Isabel Rosado (born November 5, 1907), is a educator, social worker, activist and member of the Puerto Rican Nationalist Party. Influenced by the events of the Ponce Massacre, Rosado became a believer of the Puerto Rican independence movement and was imprisoned because of her commitment to the cause.

Early years[edit]

Rosado (birth name: Isabel Rosado Morales[note 1]) was born in Barrio Chupacallos de Ceibaun of the town of Ceiba, Puerto Rico to Simon Rosado and Petra Morales. Her father was a leader in the barrio and was often sought by the people of the barrio for his opinion on local matters regarding the community.[1][2]

Rosado received her primary and secondary education in the public schools of the towns of Ceiba, Fajardo and Naguabo. She was only eighteen years old when she became a student at the University of Puerto Rico where she earned her teachers certificate. For years Rosado taught at the rural schools in the towns of Ceiba and Humacao.[1][2]

Ponce massacre[edit]

Rosado was listening to the radio on March 21, 1937, where she heard the events involving what is known as the Ponce massacre.[2] That day the Puerto Rican Nationalist Party held a peaceful march in the city of Ponce, Puerto Rico, commemorating the ending of slavery in Puerto Rico by the governing Spanish National Assembly in 1873, and coinciding with a protest against the incarceration by the government of the United States of America government of nationalist leader Pedro Albizu Campos on sedition charges,[3][4] The participants and innocent bystanders were fired upon by the Insular Police, resulting in the death of 17 unarmed civilians and two policemen, plus the wounding of some 235 civilians, including women and children.[5] The Insular Police, a force somewhat resembling the National Guard, answered to orders of the U.S. appointed governor of Puerto Rico, General Blanton Winship.[6] The outcome of the Ponce massacre served as an influential factor in her decision to join the Nationalist Party and to become a follower of Pedro Albizu Campos.[1]

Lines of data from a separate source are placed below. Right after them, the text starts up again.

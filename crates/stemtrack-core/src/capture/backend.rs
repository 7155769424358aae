//! Capture backend abstraction and the cpal implementation
//!
//! The pool talks to hardware through the `CaptureBackend` trait so the
//! recording engine can be driven by a mock in tests. The cpal backend
//! normalizes every device to stereo interleaved f32 chunks at the source:
//! mono is duplicated, extra channels are dropped.

use std::sync::atomic::{AtomicBool, AtomicU32, Ordering};
use std::sync::{Arc, Mutex};

use cpal::traits::{DeviceTrait, HostTrait, StreamTrait};
use crossbeam::channel::{Receiver, Sender};

use crate::error::{MixerError, MixerResult};
use crate::types::{DeviceKey, Sample};

/// One capture chunk: stereo interleaved f32 [L, R, L, R, ...]
pub type CaptureChunk = Vec<Sample>;

pub type ChunkSender = Sender<CaptureChunk>;
pub type ChunkReceiver = Receiver<CaptureChunk>;

/// Capacity of the monitor ring (interleaved samples, ~0.34s at 48kHz)
pub const MONITOR_RING_CAPACITY: usize = 1 << 15;

/// Fan-out of capture chunks to recording pipelines
///
/// Subscribers come and go between callbacks; the callback side uses
/// `try_lock` and drops the chunk rather than block the device thread.
pub struct ChunkRouter {
    senders: Mutex<Vec<ChunkSender>>,
}

impl ChunkRouter {
    pub fn new() -> Arc<Self> {
        Arc::new(Self {
            senders: Mutex::new(Vec::new()),
        })
    }

    /// Open a new unbounded subscription
    pub fn subscribe(&self) -> ChunkReceiver {
        let (tx, rx) = crossbeam::channel::unbounded();
        if let Ok(mut senders) = self.senders.lock() {
            senders.push(tx);
        }
        rx
    }

    /// Deliver a chunk to every live subscriber, pruning dropped ones
    pub fn publish(&self, chunk: CaptureChunk) {
        if let Ok(mut senders) = self.senders.try_lock() {
            senders.retain(|tx| tx.send(chunk.clone()).is_ok());
        }
    }
}

/// Lock-free peak level published by the capture callback
pub struct LevelMeter {
    peak_bits: AtomicU32,
}

impl LevelMeter {
    pub fn new() -> Arc<Self> {
        Arc::new(Self {
            peak_bits: AtomicU32::new(0),
        })
    }

    pub fn update(&self, peak: Sample) {
        self.peak_bits.store(peak.to_bits(), Ordering::Relaxed);
    }

    /// Peak amplitude of the most recent chunk
    pub fn peak(&self) -> Sample {
        Sample::from_bits(self.peak_bits.load(Ordering::Relaxed))
    }
}

/// Everything a backend wires into its capture callback
pub struct CaptureSinks {
    pub router: Arc<ChunkRouter>,
    pub level: Arc<LevelMeter>,
    /// Interleaved stereo ring drained by the render loop for monitoring
    pub monitor: rtrb::Producer<Sample>,
}

/// An input device available for capture
#[derive(Debug, Clone)]
pub struct InputDevice {
    pub name: String,
    pub is_default: bool,
}

/// Opens capture streams on physical input devices
pub trait CaptureBackend {
    /// Open a capture stream on the given device, feeding the sinks.
    /// Device-access rejection is a hard failure the caller must surface.
    fn open(&self, key: &DeviceKey, sinks: CaptureSinks) -> MixerResult<Box<dyn CaptureStream>>;

    /// Backend/OS-reported one-way latency estimate in seconds, used when
    /// calibration never detected the loopback click.
    fn reported_latency(&self) -> f64;

    /// Enumerate input devices
    fn input_devices(&self) -> MixerResult<Vec<InputDevice>>;
}

/// A live capture stream. Dropping it stops the device.
pub trait CaptureStream {
    fn is_live(&self) -> bool;
    fn sample_rate(&self) -> u32;
}

// ═══════════════════════════════════════════════════════════════════════════
// cpal implementation
// ═══════════════════════════════════════════════════════════════════════════

/// Conservative one-way latency estimate when cpal reports nothing usable
const CPAL_FALLBACK_LATENCY_SECS: f64 = 0.02;

pub struct CpalCaptureBackend;

impl CpalCaptureBackend {
    pub fn new() -> Self {
        Self
    }

    fn find_device(&self, key: &DeviceKey) -> MixerResult<cpal::Device> {
        let host = cpal::default_host();
        match key {
            DeviceKey::Default => host
                .default_input_device()
                .ok_or(MixerError::NoDevices),
            DeviceKey::Id(name) => host
                .input_devices()
                .map_err(|e| MixerError::DeviceAccess {
                    device: name.clone(),
                    reason: e.to_string(),
                })?
                .find(|d: &cpal::Device| d.name().ok().as_deref() == Some(name))
                .ok_or_else(|| MixerError::DeviceNotFound(name.clone())),
        }
    }
}

impl Default for CpalCaptureBackend {
    fn default() -> Self {
        Self::new()
    }
}

struct CpalCaptureStream {
    // Held for its lifetime; dropping stops the device
    _stream: cpal::Stream,
    live: Arc<AtomicBool>,
    sample_rate: u32,
}

impl CaptureStream for CpalCaptureStream {
    fn is_live(&self) -> bool {
        self.live.load(Ordering::Relaxed)
    }

    fn sample_rate(&self) -> u32 {
        self.sample_rate
    }
}

/// Normalize one callback's worth of samples to stereo interleaved f32
fn to_stereo_chunk(data: &[Sample], channels: u16) -> CaptureChunk {
    match channels {
        1 => {
            let mut out = Vec::with_capacity(data.len() * 2);
            for &s in data {
                out.push(s);
                out.push(s);
            }
            out
        }
        2 => data.to_vec(),
        n => {
            // Keep the first two channels of a multichannel interface
            let n = n as usize;
            let mut out = Vec::with_capacity(data.len() / n * 2);
            for frame in data.chunks_exact(n) {
                out.push(frame[0]);
                out.push(frame[1]);
            }
            out
        }
    }
}

impl CaptureBackend for CpalCaptureBackend {
    fn open(&self, key: &DeviceKey, mut sinks: CaptureSinks) -> MixerResult<Box<dyn CaptureStream>> {
        let device = self.find_device(key)?;
        let device_name = device.name().unwrap_or_else(|_| key.to_string());

        let config = device
            .default_input_config()
            .map_err(|e| MixerError::DeviceAccess {
                device: device_name.clone(),
                reason: e.to_string(),
            })?;

        if config.sample_format() != cpal::SampleFormat::F32 {
            return Err(MixerError::StreamBuild(format!(
                "unsupported capture sample format {:?} on '{}'",
                config.sample_format(),
                device_name
            )));
        }

        let channels = config.channels();
        let sample_rate = config.sample_rate().0;
        let live = Arc::new(AtomicBool::new(true));

        let router = Arc::clone(&sinks.router);
        let level = Arc::clone(&sinks.level);
        let err_live = Arc::clone(&live);

        let stream = device
            .build_input_stream(
                &config.into(),
                move |data: &[Sample], _: &cpal::InputCallbackInfo| {
                    let chunk = to_stereo_chunk(data, channels);

                    let peak = chunk.iter().fold(0.0f32, |m, s| m.max(s.abs()));
                    level.update(peak);

                    for &s in &chunk {
                        // Ring full means the monitor consumer is behind;
                        // dropping monitor samples is preferable to blocking
                        if sinks.monitor.push(s).is_err() {
                            break;
                        }
                    }

                    router.publish(chunk);
                },
                move |e| {
                    log::warn!("capture stream error: {}", e);
                    err_live.store(false, Ordering::Relaxed);
                },
                None,
            )
            .map_err(|e| MixerError::StreamBuild(e.to_string()))?;

        stream
            .play()
            .map_err(|e| MixerError::StreamBuild(e.to_string()))?;

        log::info!(
            "Opened capture stream on '{}' ({} ch @ {}Hz)",
            device_name,
            channels,
            sample_rate
        );

        Ok(Box::new(CpalCaptureStream {
            _stream: stream,
            live,
            sample_rate,
        }))
    }

    fn reported_latency(&self) -> f64 {
        CPAL_FALLBACK_LATENCY_SECS
    }

    fn input_devices(&self) -> MixerResult<Vec<InputDevice>> {
        let host = cpal::default_host();
        let default_name = host.default_input_device().and_then(|d| d.name().ok());

        let mut devices: Vec<InputDevice> = Vec::new();
        let iter = host
            .input_devices()
            .map_err(|e| MixerError::StreamBuild(e.to_string()))?;

        for device in iter {
            let Ok(name) = device.name() else { continue };
            let is_default = default_name.as_ref() == Some(&name);
            devices.push(InputDevice { name, is_default });
        }

        if devices.is_empty() {
            return Err(MixerError::NoDevices);
        }

        devices.sort_by(|a, b| b.is_default.cmp(&a.is_default).then_with(|| a.name.cmp(&b.name)));
        log::info!("Enumerated {} input devices", devices.len());
        Ok(devices)
    }
}

#[cfg(test)]
mod tests {
    use super::*;

    #[test]
    fn test_chunk_router_fanout_and_prune() {
        let router = ChunkRouter::new();
        let rx1 = router.subscribe();
        let rx2 = router.subscribe();

        router.publish(vec![0.1, 0.2]);
        assert_eq!(rx1.try_recv().unwrap(), vec![0.1, 0.2]);
        assert_eq!(rx2.try_recv().unwrap(), vec![0.1, 0.2]);

        drop(rx1);
        router.publish(vec![0.3, 0.4]);
        assert_eq!(rx2.try_recv().unwrap(), vec![0.3, 0.4]);
    }

    #[test]
    fn test_level_meter_roundtrip() {
        let meter = LevelMeter::new();
        assert_eq!(meter.peak(), 0.0);
        meter.update(0.75);
        assert_eq!(meter.peak(), 0.75);
    }

    #[test]
    fn test_to_stereo_chunk() {
        // Mono duplicates
        assert_eq!(to_stereo_chunk(&[0.5, 0.25], 1), vec![0.5, 0.5, 0.25, 0.25]);
        // Stereo passes through
        assert_eq!(to_stereo_chunk(&[0.1, 0.2], 2), vec![0.1, 0.2]);
        // Multichannel keeps the first pair
        assert_eq!(
            to_stereo_chunk(&[1.0, 2.0, 3.0, 4.0, 5.0, 6.0, 7.0, 8.0], 4),
            vec![1.0, 2.0, 5.0, 6.0]
        );
    }
}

Puerto Rican Nationalist Party Revolts of the 1950s[edit]

On May 21, 1948, a bill was introduced before the Puerto Rican Senate which would restrain the rights of the independence and nationalist movements in the island. The Senate at the time was controlled by the PPD and presided by Luis Muñoz Marín approved the Bill.[7] The Bill, also known as the "Ley de la Mordaza" (gag Law), made it illegal to display a Puerto Rican flag, to sing a patriotic tune, to talk of independence, and to fight for the liberation of the island. The Bill which resembled the anti-communist Smith Law passed in the United States, was signed and made into law on June 10, 1948, by the U.S.-appointed governor of Puerto Rico, Jesús T. Piñero and became known as "Ley 53" (Law 53).[8] In accordance to the new law, it would be a crime to print, publish, sale, to exhibit or organize or to help anyone organize any society, group or assembly of people whose intentions are to paralyze or destroy the insular government. Anyone accused and found guilty of disobeying the law could be sentenced to ten years of prison, be fined $10,000 dollars (US) or both. According to Dr. Leopoldo Figueroa, a member of the Puerto Rico House of Representatives, the law was repressive and was in violation of the First Amendment of the US Constitution which guarantees Freedom of Speech. He pointed out that the law as such was a violation of the civil rights of the people of Puerto Rico.[9]

On October 30, 1950, Nationalist leader Pedro Albizu Campos ordered an uprising by the against United States Government rule of Puerto Rico and against the approval of the creation of the political status "Free Associated State" ("Estado Libre Associado") for Puerto Rico which was considered a colonial farce.[10]

The uprisings occurred in various towns, among them Peñuelas, Mayagüez, Naranjito, Arecibo and Ponce, of which the most notable occurrences being in Utuado, where the insurgents were massacred, Jayuya, the town where the "Free Republic of Puerto Rico" was declared, and which was heavily damaged by the military in response to the insurrection, and in San Juan where the Nationalists made an attempt against then-Governor Luis Muñoz Marín at his residence "La Fortaleza".

Even though Rosado did not participate in the revolts, she was accused by the US Government in doing so. She was occupied in her job as a school social worker when the police came and arrested her. Rosado was sentenced to serve fifteen months in jail and fired from her job. Since she was unable to earn a living in the public school system, she obtained a position in a private school.[1][2]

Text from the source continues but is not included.